### [BRIEF]
Go through the listing and write out all of it exactly.

- - -

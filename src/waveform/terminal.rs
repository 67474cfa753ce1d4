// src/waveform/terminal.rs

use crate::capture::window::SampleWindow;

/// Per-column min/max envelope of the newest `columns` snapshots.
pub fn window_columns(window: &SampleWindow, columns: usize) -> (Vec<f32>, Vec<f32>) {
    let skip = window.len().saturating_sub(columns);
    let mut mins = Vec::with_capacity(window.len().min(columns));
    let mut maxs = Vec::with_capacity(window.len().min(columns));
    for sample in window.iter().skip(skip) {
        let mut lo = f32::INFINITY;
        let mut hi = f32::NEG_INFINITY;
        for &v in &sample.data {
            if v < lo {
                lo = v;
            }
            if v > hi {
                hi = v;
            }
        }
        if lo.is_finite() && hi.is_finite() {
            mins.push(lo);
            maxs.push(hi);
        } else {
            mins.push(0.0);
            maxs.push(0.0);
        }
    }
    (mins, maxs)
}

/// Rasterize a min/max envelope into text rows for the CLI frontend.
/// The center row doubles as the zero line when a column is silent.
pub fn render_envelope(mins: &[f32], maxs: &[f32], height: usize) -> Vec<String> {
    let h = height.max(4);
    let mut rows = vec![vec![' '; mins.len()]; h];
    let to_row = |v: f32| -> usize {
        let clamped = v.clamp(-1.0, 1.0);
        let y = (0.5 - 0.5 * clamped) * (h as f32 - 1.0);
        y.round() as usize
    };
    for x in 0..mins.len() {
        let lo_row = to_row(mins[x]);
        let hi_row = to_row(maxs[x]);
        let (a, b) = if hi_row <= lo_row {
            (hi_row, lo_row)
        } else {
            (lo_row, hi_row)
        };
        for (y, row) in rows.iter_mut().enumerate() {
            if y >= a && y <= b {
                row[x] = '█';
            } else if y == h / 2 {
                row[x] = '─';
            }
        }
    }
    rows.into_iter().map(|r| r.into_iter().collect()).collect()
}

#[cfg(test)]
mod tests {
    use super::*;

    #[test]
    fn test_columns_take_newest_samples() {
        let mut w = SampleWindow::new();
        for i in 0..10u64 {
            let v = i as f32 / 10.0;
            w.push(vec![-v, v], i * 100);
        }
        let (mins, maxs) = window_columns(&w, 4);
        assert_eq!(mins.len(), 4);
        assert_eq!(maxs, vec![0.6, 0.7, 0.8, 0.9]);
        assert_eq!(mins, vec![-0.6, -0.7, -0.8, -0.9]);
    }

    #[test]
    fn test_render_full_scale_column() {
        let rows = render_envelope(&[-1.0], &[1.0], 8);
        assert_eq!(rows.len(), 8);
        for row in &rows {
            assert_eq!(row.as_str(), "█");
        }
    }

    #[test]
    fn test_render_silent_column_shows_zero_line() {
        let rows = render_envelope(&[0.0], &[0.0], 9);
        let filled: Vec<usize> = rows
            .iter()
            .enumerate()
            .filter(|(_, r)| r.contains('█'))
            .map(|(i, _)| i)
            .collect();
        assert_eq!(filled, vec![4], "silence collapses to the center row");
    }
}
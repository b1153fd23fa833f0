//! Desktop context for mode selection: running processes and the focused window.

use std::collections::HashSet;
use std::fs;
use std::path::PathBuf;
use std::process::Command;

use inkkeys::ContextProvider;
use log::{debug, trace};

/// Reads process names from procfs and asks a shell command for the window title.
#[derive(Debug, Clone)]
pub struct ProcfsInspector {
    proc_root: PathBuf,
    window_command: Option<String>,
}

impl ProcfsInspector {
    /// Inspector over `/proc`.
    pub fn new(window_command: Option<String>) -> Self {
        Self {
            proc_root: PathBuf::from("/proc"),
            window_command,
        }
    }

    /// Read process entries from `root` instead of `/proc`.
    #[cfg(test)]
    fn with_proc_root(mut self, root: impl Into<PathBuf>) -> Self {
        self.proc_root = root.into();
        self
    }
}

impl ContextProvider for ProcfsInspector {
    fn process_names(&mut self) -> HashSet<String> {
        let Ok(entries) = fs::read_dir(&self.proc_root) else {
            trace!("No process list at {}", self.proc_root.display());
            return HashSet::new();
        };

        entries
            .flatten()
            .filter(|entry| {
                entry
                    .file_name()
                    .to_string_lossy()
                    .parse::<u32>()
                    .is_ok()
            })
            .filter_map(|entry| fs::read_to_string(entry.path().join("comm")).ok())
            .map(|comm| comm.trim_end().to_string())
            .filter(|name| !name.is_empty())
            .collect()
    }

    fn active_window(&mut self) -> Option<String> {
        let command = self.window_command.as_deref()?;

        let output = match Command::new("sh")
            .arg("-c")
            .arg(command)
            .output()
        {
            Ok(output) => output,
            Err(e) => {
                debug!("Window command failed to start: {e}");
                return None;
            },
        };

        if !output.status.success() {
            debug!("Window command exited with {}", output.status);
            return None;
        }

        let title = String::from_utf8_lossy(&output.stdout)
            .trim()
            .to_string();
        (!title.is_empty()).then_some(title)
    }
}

- - -

### [WRITTEN SOLUTION]
filename src/waveform/terminal.rs
repository 67474cfa753ce1d4
// src/waveform/terminal.rs

use crate::capture::window::SampleWindow;

/// Per-column min/max envelope of the newest `columns` snapshots.
pub fn window_columns(window: &SampleWindow, columns: usize) -> (Vec<f32>, Vec<f32>) {
    let skip = window.len().saturating_sub(columns);
    let mut mins = Vec::with_capacity(window.len().min(columns));
    let mut maxs = Vec::with_capacity(window.len().min(columns));
    for sample in window.iter().skip(skip) {
        let mut lo = f32::INFINITY;
        let mut hi = f32::NEG_INFINITY;
        for &v in &sample.data {
            if v < lo {
                lo = v;
            }
            if v > hi {
                hi = v;
            }
        }
        if lo.is_finite() && hi.is_finite() {
            mins.push(lo);
            maxs.push(hi);
        } else {
            mins.push(0.0);
            maxs.push(0.0);
        }
    }
    (mins, maxs)
}

/// Rasterize a min/max envelope into text rows for the CLI frontend.
/// The center row doubles as the zero line when a column is silent.
pub fn render_envelope(mins: &[f32], maxs: &[f32], height: usize) -> Vec<String> {
    let h = height.max(4);
    let mut rows = vec![vec![' '; mins.len()]; h];
    let to_row = |v: f32| -> usize {
        let clamped = v.clamp(-1.0, 1.0);
        let y = (0.5 - 0.5 * clamped) * (h as f32 - 1.0);
        y.round() as usize
    };
    for x in 0..mins.len() {
        let lo_row = to_row(mins[x]);
        let hi_row = to_row(maxs[x]);
        let (a, b) = if hi_row <= lo_row {
            (hi_row, lo_row)
        } else {
            (lo_row, hi_row)
        };
        for (y, row) in rows.iter_mut().enumerate() {
            if y >= a && y <= b {
                row[x] = '█';
            } else if y == h / 2 {
                row[x] = '─';
            }
        }
    }
    rows.into_iter().map(|r| r.into_iter().collect()).collect()
}

#[cfg(test)]
mod tests {
    use super::*;

    #[test]
    fn test_columns_take_newest_samples() {
        let mut w = SampleWindow::new();
        for i in 0..10u64 {
            let v = i as f32 / 10.0;
            w.push(vec![-v, v], i * 100);
        }
        let (mins, maxs) = window_columns(&w, 4);
        assert_eq!(mins.len(), 4);
        assert_eq!(maxs, vec![0.6, 0.7, 0.8, 0.9]);
        assert_eq!(mins, vec![-0.6, -0.7, -0.8, -0.9]);
    }

    #[test]
    fn test_render_full_scale_column() {
        let rows = render_envelope(&[-1.0], &[1.0], 8);
        assert_eq!(rows.len(), 8);
        for row in &rows {
            assert_eq!(row.as_str(), "█");
        }
    }

    #[test]
    fn test_render_silent_column_shows_zero_line() {
        let rows = render_envelope(&[0.0], &[0.0], 9);
        let filled: Vec<usize> = rows
            .iter()
            .enumerate()
            .filter(|(_, r)| r.contains('█'))
            .map(|(i, _)| i)
            .collect();
        assert_eq!(filled, vec![4], "silence collapses to the center row");
    }
}
repository b1153fd23fa833f0
//! Desktop context for mode selection: running processes and the focused window.

use std::collections::HashSet;
use std::fs;
use std::path::PathBuf;
use std::process::Command;

use inkkeys::ContextProvider;
use log::{debug, trace};

/// Reads process names from procfs and asks a shell command for the window title.
#[derive(Debug, Clone)]
pub struct ProcfsInspector {
    proc_root: PathBuf,
    window_command: Option<String>,
}

impl ProcfsInspector {
    /// Inspector over `/proc`.
    pub fn new(window_command: Option<String>) -> Self {
        Self {
            proc_root: PathBuf::from("/proc"),
            window_command,
        }
    }

    /// Read process entries from `root` instead of `/proc`.
    #[cfg(test)]
    fn with_proc_root(mut self, root: impl Into<PathBuf>) -> Self {
        self.proc_root = root.into();
        self
    }
}

impl ContextProvider for ProcfsInspector {
    fn process_names(&mut self) -> HashSet<String> {
        let Ok(entries) = fs::read_dir(&self.proc_root) else {
            trace!("No process list at {}", self.proc_root.display());
            return HashSet::new();
        };

        entries
            .flatten()
            .filter(|entry| {
                entry
                    .file_name()
                    .to_string_lossy()
                    .parse::<u32>()
                    .is_ok()
            })
            .filter_map(|entry| fs::read_to_string(entry.path().join("comm")).ok())
            .map(|comm| comm.trim_end().to_string())
            .filter(|name| !name.is_empty())
            .collect()
    }

    fn active_window(&mut self) -> Option<String> {
        let command = self.window_command.as_deref()?;

        let output = match Command::new("sh")
            .arg("-c")
            .arg(command)
            .output()
        {
            Ok(output) => output,
            Err(e) => {
                debug!("Window command failed to start: {e}");
                return None;
            },
        };

        if !output.status.success() {
            debug!("Window command exited with {}", output.status);
            return None;
        }

        let title = String::from_utf8_lossy(&output.stdout)
            .trim()
            .to_string();
        (!title.is_empty()).then_some(title)
    }
}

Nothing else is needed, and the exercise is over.